RATIONALE: Giving itraconazole or fluconazole may be effective in preventing infections in patients undergoing peripheral stem cell or bone marrow transplantation. It is not yet known whether itraconazole is more effective than fluconazole for preventing infections. PURPOSE: Randomized phase III trial to compare the effectiveness of itraconazole with fluconazole to prevent infections in patients undergoing peripheral stem cell or bone marrow transplantation.

Condition	Treatment or Intervention	Phase
Leukemia Testicular Cancer ovarian epithelial cancer Lymphoma Breast Cancer Multiple Myeloma kidney tumor	Drug: fluconazole  Drug: itraconazole	Phase III

Further Study Details: 

OBJECTIVES: I. Compare the efficacy of itraconazole versus fluconazole in reducing the incidence of breakthrough Aspergillus infections in patients undergoing allogeneic peripheral blood stem cell or bone marrow transplantation. II. Compare the incidence of combined mold/yeast infections and the use of alternative systemic antifungal treatments in these patients on this regimen. III. Compare the toxic effects of these two drugs in these patients. IV. Determine the survival rate of these patients.

PROTOCOL OUTLINE: This is a randomized study. Patients are randomized to one of two treatment arms. Arm I: Patients receive fluconazole orally or IV daily beginning at start of conditioning regimen and continuing until day 180 or until 4 weeks after stopping corticosteroids (if it occurs between days 120-180).
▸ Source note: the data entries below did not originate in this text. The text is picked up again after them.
// ==========================================
// 配方成本核算系统 - 远程换算提供方
// ==========================================
// 协议: GET {base_url}/convert?value=&from=&to=
//       请求头 X-RapidAPI-Host / X-RapidAPI-Key
// 响应: 取 result → value → convertedValue 中第一个数值字段
// ==========================================

use super::error::{ConversionError, ConversionResult};
use async_trait::async_trait;
use rust_decimal::Decimal;
use serde_json::Value;
use std::str::FromStr;
use std::time::Duration;
use tracing::debug;

// 响应中候选数值字段（按优先级）
const RESPONSE_VALUE_FIELDS: [&str; 3] = ["result", "value", "convertedValue"];

// ==========================================
// ConversionProvider Trait
// ==========================================
#[async_trait]
pub trait ConversionProvider: Send + Sync {
    /// 提供方名称（日志用）
    fn name(&self) -> &str;

    /// 远程换算，参数单位均已规范化
    async fn convert(&self, quantity: Decimal, from_unit: &str, to_unit: &str)
        -> ConversionResult<Decimal>;
}

// ==========================================
// RapidApiSettings - 远程服务连接参数
// ==========================================
#[derive(Debug, Clone, Default, PartialEq, Eq)]
pub struct RapidApiSettings {
    pub base_url: Option<String>,
    pub host: Option<String>,
    pub api_key: Option<String>,
    pub timeout_ms: u64,
}

impl RapidApiSettings {
    /// 三项连接参数均非空才视为已配置
    pub fn is_complete(&self) -> bool {
        [&self.base_url, &self.host, &self.api_key]
            .iter()
            .all(|v| v.as_deref().map_or(false, |s| !s.trim().is_empty()))
    }

    pub fn timeout(&self) -> Duration {
        Duration::from_millis(self.timeout_ms)
    }
}

// ==========================================
// RapidApiProvider - reqwest 实现
// ==========================================
pub struct RapidApiProvider {
    client: reqwest::Client,
    settings: RapidApiSettings,
}

impl RapidApiProvider {
    pub fn new(settings: RapidApiSettings) -> ConversionResult<Self> {
        let client = reqwest::Client::builder()
            .timeout(settings.timeout())
            .build()
            .map_err(|e| ConversionError::ClientBuild(e.to_string()))?;

        Ok(Self::with_client(settings, client))
    }

    /// 使用外部构建的 HTTP 客户端（超时等参数由调用方负责）
    pub fn with_client(settings: RapidApiSettings, client: reqwest::Client) -> Self {
        Self { client, settings }
    }

    pub fn settings(&self) -> &RapidApiSettings {
        &self.settings
    }

    fn endpoint(&self) -> ConversionResult<(String, &str, &str)> {
        match (
            self.settings.base_url.as_deref(),
            self.settings.host.as_deref(),
            self.settings.api_key.as_deref(),
        ) {
            (Some(base_url), Some(host), Some(key)) if self.settings.is_complete() => Ok((
                format!("{}/convert", base_url.trim_end_matches('/')),
                host,
                key,
            )),
            _ => Err(ConversionError::NotConfigured(
                "base_url / host / api_key".to_string(),
            )),
        }
    }
}

#[async_trait]
impl ConversionProvider for RapidApiProvider {
    fn name(&self) -> &str {
        "rapidapi"
    }

    async fn convert(
        &self,
        quantity: Decimal,
        from_unit: &str,
        to_unit: &str,
    ) -> ConversionResult<Decimal> {
        let (url, host, key) = self.endpoint()?;
        let value = quantity.to_string();

        debug!(url = %url, value = %value, from = from_unit, to = to_unit, "请求远程换算");

        let response = self
            .client
            .get(&url)
            .header("X-RapidAPI-Host", host)
            .header("X-RapidAPI-Key", key)
            .query(&[("value", value.as_str()), ("from", from_unit), ("to", to_unit)])
            .send()
            .await?;

        let status = response.status();
        if !status.is_success() {
            return Err(ConversionError::Status {
                status: status.as_u16(),
            });
        }

        let body = response.text().await?;
        extract_converted_value(&body)
    }
}

/// 从响应体中提取换算结果
pub fn extract_converted_value(body: &str) -> ConversionResult<Decimal> {
    let root: Value = serde_json::from_str(body)?;

    RESPONSE_VALUE_FIELDS
        .iter()
        .find_map(|field| root.get(*field).and_then(decimal_from_json))
        .ok_or_else(|| ConversionError::MissingValue {
            body: body.chars().take(200).collect(),
        })
}

// 仅接受 JSON 数值（字符串数值视为不可用）
fn decimal_from_json(value: &Value) -> Option<Decimal> {
    match value {
        Value::Number(n) => {
            let text = n.to_string();
            Decimal::from_str(&text)
                .or_else(|_| Decimal::from_scientific(&text))
                .ok()
        }
        _ => None,
    }
}
// ==========================================
// 配方成本核算系统 - 导入层
// ==========================================
// 职责: 外部价格表导入，生成价格库条目
// 支持: Excel (.xlsx), CSV, 远程地址
// ==========================================

// 模块声明
pub mod data_cleaner;
pub mod error;
pub mod file_parser;
pub mod price_importer;
pub mod price_importer_trait;
pub mod price_validator;

// 重导出核心类型
pub use data_cleaner::DataCleaner as DataCleanerImpl;
pub use error::{ImportError, ImportResult};
pub use file_parser::{CsvParser, ExcelParser, UniversalFileParser};
pub use price_importer::PriceImporterImpl;
pub use price_validator::ImportValidator;

// 重导出 Trait 接口
pub use price_importer_trait::{DataCleaner, FileParser, PriceImportOutcome, PriceImporter};
// ==========================================
// 配方成本核算系统 - 订阅配额接口
// ==========================================
// 职责: 新建价格库/配方前的配额检查接缝
// 说明: 计数规则由订阅服务实现，本 crate 仅提供不限量默认实现
// ==========================================

/// 受配额限制的资源
#[derive(Debug, Clone, Copy, PartialEq, Eq)]
pub enum QuotaResource {
    PriceDatabase,
    Workbook,
}

impl QuotaResource {
    pub fn as_str(self) -> &'static str {
        match self {
            QuotaResource::PriceDatabase => "price_database",
            QuotaResource::Workbook => "workbook",
        }
    }
}

/// 订阅配额检查
pub trait SubscriptionQuota: Send + Sync {
    /// 用户在已拥有 current_count 个资源时能否再新建一个
    fn can_create(&self, owner_id: i64, resource: QuotaResource, current_count: i64) -> bool;
}

/// 不限量
#[derive(Debug, Clone, Copy, Default)]
pub struct UnlimitedQuota;

impl SubscriptionQuota for UnlimitedQuota {
    fn can_create(&self, _owner_id: i64, _resource: QuotaResource, _current_count: i64) -> bool {
        true
    }
}

/// 固定上限（按资源类型）
#[derive(Debug, Clone, Copy)]
pub struct FixedQuota {
    pub max_price_databases: i64,
    pub max_workbooks: i64,
}

impl SubscriptionQuota for FixedQuota {
    fn can_create(&self, _owner_id: i64, resource: QuotaResource, current_count: i64) -> bool {
        let limit = match resource {
            QuotaResource::PriceDatabase => self.max_price_databases,
            QuotaResource::Workbook => self.max_workbooks,
        };
        current_count < limit
    }
}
Arm II: Patients receive oral fluconazole daily beginning at start of conditioning regimen and continuing until day 0. Patients then receive itraconazole orally or IV daily beginning on day 0 and continuing until day 180, or until 4 weeks after stopping corticosteroids (if it occurs between days 120-180).

PROJECTED ACCRUAL: A total of 578 patients (289 per arm) will be accrued for this study within 4 years.

Ages Eligible for Study:  13 Years and above

Criteria

PROTOCOL ENTRY CRITERIA:

--Disease Characteristics--

• Scheduled to undergo allogeneic peripheral blood stem cell, bone marrow, or cord blood transplant (except minitransplant)
• No documented or suspected invasive fungal infection

--Prior/Concurrent Therapy--

• Biologic therapy: See Disease Characteristics
• Chemotherapy: Not specified
• Endocrine therapy: Not specified
• Radiotherapy: Not specified
• Surgery: Not specified
• Other: No prior nonmyeloablative regimen (e.g., FHCRC-1209 or FHCRC-1225); No other concurrent antifungal agents; No concurrent astemizole, terfenadine, or cisapride

--Patient Characteristics--

• Age: 13 and over
• Performance status: Not specified
• Life expectancy: More than 2 weeks
• Hematopoietic: Not specified
• Hepatic: Bilirubin no greater than 5 times upper limit of normal (ULN) OR AST or ALT no greater than 5 times ULN OR Alkaline phosphatase no greater than 5 times ULN
• Renal: Not specified
• Other: Weight at least 40 kg; Fertile patients must use effective contraception; No history of anaphylaxis due to azole antifungal drug compounds; No uncontrolled bacteremia; No concurrent condition that would preclude study

Washington
      Fred Hutchinson Cancer Research Center, Seattle,  Washington,  98109-1024,  United States
      University of Washington Medical Center, Seattle,  Washington,  98195-6043,  United States

Study chairs or principal investigators

Kieren A. Marr,  Study Chair,  Fred Hutchinson Cancer Research Center   

Study ID Numbers:  CDR0000067050; FHCRC-1322.00; NCI-H99-0030
Record last reviewed:  March 2004
Last Updated:  October 13, 2004
Record first received:  November 1, 1999
ClinicalTrials.gov Identifier:  NCT00003883
Health Authority: United States: Federal Government
ClinicalTrials.gov processed this record on 2005-04-08